**Exercise goal:** Copy out every line holding the string "usize" from the records below.

[Records from a data source]

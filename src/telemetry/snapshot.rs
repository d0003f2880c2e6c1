use serde::Serialize;
use std::collections::BTreeMap;

/// Parsed battery fields for a single request.
///
/// Labels are whatever the utility emits (`state`, `percentage`,
/// `time to empty`, ...). There is no fixed schema.
#[derive(Debug, Clone, Default, PartialEq, Eq, Serialize)]
#[serde(transparent)]
pub struct TelemetrySnapshot {
    fields: BTreeMap<String, String>,
}

impl TelemetrySnapshot {
    pub fn new() -> Self {
        Self::default()
    }

    /// Inserts a field, trimming both sides. A repeated label replaces the earlier value.
    pub fn insert(&mut self, label: &str, value: &str) {
        self.fields
            .insert(label.trim().to_string(), value.trim().to_string());
    }

    pub fn get(&self, label: &str) -> Option<&str> {
        self.fields.get(label).map(|v| v.as_str())
    }

    pub fn len(&self) -> usize {
        self.fields.len()
    }

    pub fn is_empty(&self) -> bool {
        self.fields.is_empty()
    }

    /// JSON object of label to value.
    pub fn to_json(&self) -> Vec<u8> {
        // A map of strings always serializes.
        serde_json::to_vec(&self.fields).unwrap_or_else(|_| b"{}".to_vec())
    }
}

impl<'a> FromIterator<(&'a str, &'a str)> for TelemetrySnapshot {
    fn from_iter<I: IntoIterator<Item = (&'a str, &'a str)>>(iter: I) -> Self {
        let mut snapshot = Self::new();
        for (label, value) in iter {
            snapshot.insert(label, value);
        }
        snapshot
    }
}

/// Parses `label: value` lines into a snapshot.
///
/// Each line is split on its first `:`. Blank lines and lines without a colon
/// are skipped.
///
/// # Example
///
/// ```
/// # use battery_beacon::telemetry::parse_snapshot;
/// let snapshot = parse_snapshot("  state:  charging\nnoise\npercentage: 80%\n");
/// assert_eq!(snapshot.get("state"), Some("charging"));
/// assert_eq!(snapshot.get("percentage"), Some("80%"));
/// assert_eq!(snapshot.len(), 2);
/// ```
pub fn parse_snapshot(text: &str) -> TelemetrySnapshot {
    text.lines()
        .map(str::trim)
        .filter(|line| !line.is_empty())
        .filter_map(|line| line.split_once(':'))
        .collect()
}

#[cfg(test)]
mod tests {
    use super::*;

    #[test]
    fn value_keeps_later_colons() {
        let snapshot = parse_snapshot("updated: Sat 18 Oct 2026 09:12:44\n");
        assert_eq!(snapshot.get("updated"), Some("Sat 18 Oct 2026 09:12:44"));
    }

    #[test]
    fn empty_input_gives_empty_snapshot() {
        assert!(parse_snapshot("").is_empty());
        assert!(parse_snapshot("\n\n   \n").is_empty());
    }

    #[test]
    fn json_is_flat_object() {
        let snapshot = parse_snapshot("state: full\n");
        assert_eq!(snapshot.to_json(), br#"{"state":"full"}"#.to_vec());
    }
}
use crate::http::request::{Method, Request};
use std::collections::HashMap;

/// Upper bound on the request line plus headers.
pub const MAX_HEAD_BYTES: usize = 64 * 1024;

/// Upper bound on a declared request body. Nothing served reads bodies.
pub const MAX_BODY_BYTES: usize = 64 * 1024;

#[derive(Debug, PartialEq, Eq)]
pub enum ParseError {
    InvalidRequest,
    InvalidMethod,
    InvalidHeader,
    InvalidContentLength,
    HeadTooLarge,
    BodyTooLarge,
    Incomplete,
}

/// Parses one request from the front of `buf`.
///
/// Head lines may end in `\r\n` or a bare `\n`; a blank line ends the head.
pub fn parse_http_request(buf: &[u8]) -> Result<(Request, usize), ParseError> {
    // Look for header/body separator
    let (headers_end, body_start) = match find_headers_end(buf) {
        Some((end, start)) if end <= MAX_HEAD_BYTES => (end, start),
        Some(_) => return Err(ParseError::HeadTooLarge),
        None if buf.len() > MAX_HEAD_BYTES => return Err(ParseError::HeadTooLarge),
        None => return Err(ParseError::Incomplete),
    };
    let header_bytes = &buf[..headers_end];
    let body_bytes = &buf[body_start..];

    let headers_str = std::str::from_utf8(header_bytes)
        .map_err(|_| ParseError::InvalidRequest)?;

    let mut lines = headers_str
        .split('\n')
        .map(|line| line.strip_suffix('\r').unwrap_or(line));

    // Request line
    let request_line = lines.next().ok_or(ParseError::InvalidRequest)?;
    let mut parts = request_line.split_whitespace();

    let method_str = parts.next().ok_or(ParseError::InvalidRequest)?;
    let target = parts.next().ok_or(ParseError::InvalidRequest)?;
    let version = parts.next().ok_or(ParseError::InvalidRequest)?;

    if parts.next().is_some() || !version.starts_with("HTTP/") {
        return Err(ParseError::InvalidRequest);
    }

    if !method_str.bytes().all(|b| b.is_ascii_alphabetic()) {
        return Err(ParseError::InvalidMethod);
    }
    let method = Method::parse(method_str);

    // Headers
    let mut headers = HashMap::new();

    for line in lines {
        if line.is_empty() {
            continue;
        }

        let (key, value) = line
            .split_once(':')
            .ok_or(ParseError::InvalidHeader)?;

        headers.insert(
           key.trim().to_string(),
           value.trim().to_string(),
        );
    }

    // Body
    let content_length = headers
        .iter()
        .find(|(k, _)| k.eq_ignore_ascii_case("Content-Length"))
        .map(|(_, v)| v.parse::<usize>().map_err(|_| ParseError::InvalidContentLength))
        .transpose()?
        .unwrap_or(0);

    if content_length > MAX_BODY_BYTES {
        return Err(ParseError::BodyTooLarge);
    }

    if body_bytes.len() < content_length {
        return Err(ParseError::Incomplete);
    }

    let body = body_bytes[..content_length].to_vec();
    let request = Request::new(method, target, version, headers, body);

    let total_consumed = body_start + content_length;
    Ok((request, total_consumed))
}

/// Returns the head length and the offset where the body starts.
fn find_headers_end(buf: &[u8]) -> Option<(usize, usize)> {
    let mut from = 0;
    while let Some(offset) = buf[from..].iter().position(|&b| b == b'\n') {
        let newline = from + offset;
        match buf.get(newline + 1) {
            Some(b'\n') => return Some((newline, newline + 2)),
            Some(b'\r') if buf.get(newline + 2) == Some(&b'\n') => {
                return Some((newline, newline + 3));
            }
            _ => from = newline + 1,
        }
    }
    None
}

#[cfg(test)]
mod tests {
    use super::*;

    #[test]
    fn parse_simple_get() {
        let req = b"GET /battery HTTP/1.1\r\nHost: localhost\r\n\r\n";

        let (parsed, consumed) = parse_http_request(req).unwrap();

        assert_eq!(parsed.path, "/battery");
        assert_eq!(parsed.query, None);
        assert_eq!(parsed.headers.get("Host").unwrap(), "localhost");
        assert_eq!(consumed, req.len());
    }

    #[test]
    fn head_end_offsets() {
        assert_eq!(find_headers_end(b"GET / HTTP/1.0\r\n\r\nbody"), Some((15, 18)));
        assert_eq!(find_headers_end(b"GET / HTTP/1.0\n\nbody"), Some((14, 16)));
        assert_eq!(find_headers_end(b"GET / HTTP/1.0\r\n"), None);
        assert_eq!(find_headers_end(b"GET / HTTP/1.0\n"), None);
    }

    #[test]
    fn oversized_head_is_rejected() {
        let mut req = b"GET / HTTP/1.1\r\nX-Filler: ".to_vec();
        req.extend(std::iter::repeat_n(b'a', MAX_HEAD_BYTES));
        assert_eq!(parse_http_request(&req).unwrap_err(), ParseError::HeadTooLarge);
    }
}
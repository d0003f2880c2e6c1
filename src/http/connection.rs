use bytes::BytesMut;
use tokio::io::{AsyncRead, AsyncReadExt, AsyncWrite, AsyncWriteExt};

use crate::http::parser::{parse_http_request, ParseError};
use crate::http::request::{Method, Request};
use crate::http::response::Response;
use crate::http::writer::ResponseWriter;
use crate::routes::{dispatch, BatteryHandler, Dispatch, StaticHandler};

const READ_CHUNK: usize = 4096;

/// A single client connection. It carries one request and at most one response.
pub struct Connection<S> {
    stream: S,
    buffer: BytesMut,
    state: ConnectionState,
}

pub enum ConnectionState {
    Reading,
    Processing(Request),
    Writing(ResponseWriter),
    Closed,
}

enum Incoming {
    Request(Request),
    Malformed(ParseError),
    Eof,
}

impl<S> Connection<S>
where
    S: AsyncRead + AsyncWrite + Unpin,
{
    pub fn new(stream: S) -> Self {
        Self {
            stream,
            buffer: BytesMut::with_capacity(READ_CHUNK),
            state: ConnectionState::Reading,
        }
    }

    pub async fn run<H>(&mut self, handlers: &H) -> anyhow::Result<()>
    where
        H: BatteryHandler + StaticHandler + ?Sized,
    {
        loop {
            match &mut self.state {
                ConnectionState::Reading => {
                    self.state = match self.read_request().await? {
                        Incoming::Request(req) => ConnectionState::Processing(req),
                        Incoming::Malformed(e) => {
                            tracing::warn!(error = ?e, "Malformed request");
                            ConnectionState::Writing(ResponseWriter::new(&Response::bad_request()))
                        }
                        Incoming::Eof => ConnectionState::Closed,
                    };
                }

                ConnectionState::Processing(req) => {
                    self.state = match Self::handle_request(req, handlers) {
                        Some(response) => ConnectionState::Writing(ResponseWriter::new(&response)),
                        None => ConnectionState::Closed,
                    };
                }

                ConnectionState::Writing(writer) => {
                    writer.write_to_stream(&mut self.stream).await?;
                    self.state = ConnectionState::Closed;
                }

                ConnectionState::Closed => {
                    break;
                }
            }
        }

        self.stream.shutdown().await.ok();
        Ok(())
    }

    async fn read_request(&mut self) -> anyhow::Result<Incoming> {
        loop {
            match parse_http_request(&self.buffer) {
                Ok((request, consumed)) => {
                    let _ = self.buffer.split_to(consumed);
                    return Ok(Incoming::Request(request));
                }

                Err(ParseError::Incomplete) => {
                    // Need more data
                }

                Err(e) => return Ok(Incoming::Malformed(e)),
            }

            self.buffer.reserve(READ_CHUNK);
            let n = self.stream.read_buf(&mut self.buffer).await?;

            if n == 0 {
                // Client closed before a full request arrived
                return Ok(Incoming::Eof);
            }
        }
    }

    /// `None` means nothing is written back.
    fn handle_request<H>(req: &Request, handlers: &H) -> Option<Response>
    where
        H: BatteryHandler + StaticHandler + ?Sized,
    {
        if req.method != Method::GET {
            let response = Response::not_implemented(req.method.as_str());
            log_response(req, &response);
            return Some(response);
        }

        match dispatch(req, handlers) {
            Dispatch::Respond(response) => {
                log_response(req, &response);
                Some(response)
            }
            Dispatch::Silent => {
                tracing::debug!(path = %req.path, "Ignoring icon request");
                None
            }
        }
    }
}

fn log_response(req: &Request, response: &Response) {
    tracing::info!(
        method = %req.method,
        path = %req.target(),
        status = response.status.as_u16(),
        "Request served"
    );
}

**Response box:**
    pub fn len(&self) -> usize {
pub const MAX_HEAD_BYTES: usize = 64 * 1024;
pub const MAX_BODY_BYTES: usize = 64 * 1024;
pub fn parse_http_request(buf: &[u8]) -> Result<(Request, usize), ParseError> {
        .map(|(_, v)| v.parse::<usize>().map_err(|_| ParseError::InvalidContentLength))
fn find_headers_end(buf: &[u8]) -> Option<(usize, usize)> {
const READ_CHUNK: usize = 4096;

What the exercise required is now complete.